Eiri Kurahashi è uno studente dell’Accademia di Belle Arti, tranquillo e diligente. La sua quotidianità viene stravolta però nel momento in cui comincia ad avere delle “visioni” che riguardano una bambina vissuta più di duecento anni prima. Il misterioso spirito chiede ad Eiri di aiutarla a recuperare degli oggetti a lei appartenuti, in cui è intrappolata una sorta di maledizione che porta sangue e morte agli ignari possessori. Il protagonista scopre poi, grazie ad un quadro conservato presso il magazzino dell’antiquario in cui lavora, il nome della ragazzina, Cossette, e andando avanti con la ricerca dei vari oggetti si addentra sempre più nella storia della piccola, scoprendo piano piano cosa le sia successo e cosa la lega ancora al mondo dei vivi.

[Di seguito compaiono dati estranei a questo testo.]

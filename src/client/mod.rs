//! Admin console logic, independent of any rendering layer.

pub mod api;
pub mod legacy;
pub mod migration;
pub mod portfolio;
pub mod preview;
pub mod store;
pub mod vault;

#[cfg(test)]
mod fakes;

pub use api::{ApiError, ClientConfig, HttpAdminClient, ImageUploader, PortfolioStore, SettingsApi};
pub use legacy::{has_unmigrated_settings, LegacyBundle, LegacyDecodeError, LegacyKey};
pub use migration::{MigrationEngine, MigrationError, MigrationReport};
pub use portfolio::{EditorError, ImageFile, ImageSlot, PendingUpload, PortfolioEditor, UploadTarget};
pub use preview::{render_preview, Preview, PreviewMode, Viewport};
pub use store::{session_token, JsonFileStore, KeyValueStore, MemoryStore, StoreError, ADMIN_AUTH_KEY};
pub use vault::{CategoryFilter, LoadState, Prompt, SettingForm, VaultController};
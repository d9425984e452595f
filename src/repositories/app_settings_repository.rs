use crate::models::{AppSettingEntry, ServiceError};
use async_trait::async_trait;
use sqlx::SqlitePool;

#[async_trait]
pub trait AppSettingsRepository: Send + Sync {
    async fn find_by_key(&self, key: &str) -> Result<Option<AppSettingEntry>, ServiceError>;
    async fn set(&self, key: &str, value: &str) -> Result<(), ServiceError>;
}

pub struct SqliteAppSettingsRepository {
    pool: SqlitePool,
}

impl SqliteAppSettingsRepository {
    pub fn new(pool: SqlitePool) -> Self {
        Self { pool }
    }
}

#[async_trait]
impl AppSettingsRepository for SqliteAppSettingsRepository {
    async fn find_by_key(&self, key: &str) -> Result<Option<AppSettingEntry>, ServiceError> {
        let row = sqlx::query_as::<_, AppSettingEntry>(
            "SELECT id, key, value FROM app_settings WHERE key = ?",
        )
        .bind(key)
        .fetch_optional(&self.pool)
        .await?;

        Ok(row)
    }

    async fn set(&self, key: &str, value: &str) -> Result<(), ServiceError> {
        sqlx::query(
            "INSERT INTO app_settings (key, value) VALUES (?, ?)
             ON CONFLICT(key) DO UPDATE SET value = excluded.value",
        )
        .bind(key)
        .bind(value)
        .execute(&self.pool)
        .await?;

        Ok(())
    }
}
use actix_web::http::StatusCode;
use actix_web::{HttpResponse, ResponseError};
use thiserror::Error;

use super::api::ErrorResponse;
use crate::crypto::CipherError;

#[derive(Debug, Error)]
pub enum ServiceError {
    #[error("Validation error: {0}")]
    ValidationError(String),
    #[error("Database error: {0}")]
    DatabaseError(String),
    #[error("Not found: {0}")]
    NotFound(String),
    #[error("Authentication error: {0}")]
    AuthenticationError(String),
    #[error("Internal error: {0}")]
    InternalError(String),
}

impl ServiceError {
    /// Message safe to show the caller; server-side details stay in the log.
    fn public_message(&self) -> &str {
        match self {
            ServiceError::ValidationError(msg)
            | ServiceError::NotFound(msg)
            | ServiceError::AuthenticationError(msg) => msg,
            ServiceError::DatabaseError(_) => "Database error occurred",
            ServiceError::InternalError(_) => "Internal server error",
        }
    }
}

impl ResponseError for ServiceError {
    fn status_code(&self) -> StatusCode {
        match self {
            ServiceError::ValidationError(_) => StatusCode::BAD_REQUEST,
            ServiceError::NotFound(_) => StatusCode::NOT_FOUND,
            ServiceError::AuthenticationError(_) => StatusCode::UNAUTHORIZED,
            ServiceError::DatabaseError(_) | ServiceError::InternalError(_) => StatusCode::INTERNAL_SERVER_ERROR,
        }
    }

    fn error_response(&self) -> HttpResponse {
        if self.status_code().is_server_error() {
            tracing::error!("{}", self);
        }

        HttpResponse::build(self.status_code()).json(ErrorResponse {
            success: false,
            message: self.public_message().to_string(),
        })
    }
}

impl From<sqlx::Error> for ServiceError {
    fn from(err: sqlx::Error) -> Self {
        ServiceError::DatabaseError(err.to_string())
    }
}

impl From<CipherError> for ServiceError {
    fn from(err: CipherError) -> Self {
        ServiceError::InternalError(err.to_string())
    }
}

“Le portrait de petit Cossette” è una storia horror gothic, dove il lettore è già a conoscenza degli avvenimenti passati, o almeno di una parte di essi, ma questo non sembra sufficiente per districare il mistero che circonda la bambina, portando in questo modo una crescita di suspance nell’attesa del colpo di scena finale.
Ciò che più colpisce è il disegno dell’autrice, molto efficace nel descrivere le scene più drammatiche e le visioni distorte della realtà che le vittime degli oggetti percepiscono. Tanti sono i tratti che compongono sia le figure umane che gli sfondi, tratti non precisi né chiusi, che danno un senso di movimento e di “indefinito” all’insieme, acuendo l’atmosfera tetra della narrazione. Le tavole giocano infatti sui bianchi e i neri, con uno scarsissimo utilizzo dei retini; le pieghe di un abito, le ombre di un muro, tutto sembra nascondere un potenziale pericolo.
Il manga è tratto da una serie di 3 OAV prodotti da Aniplex.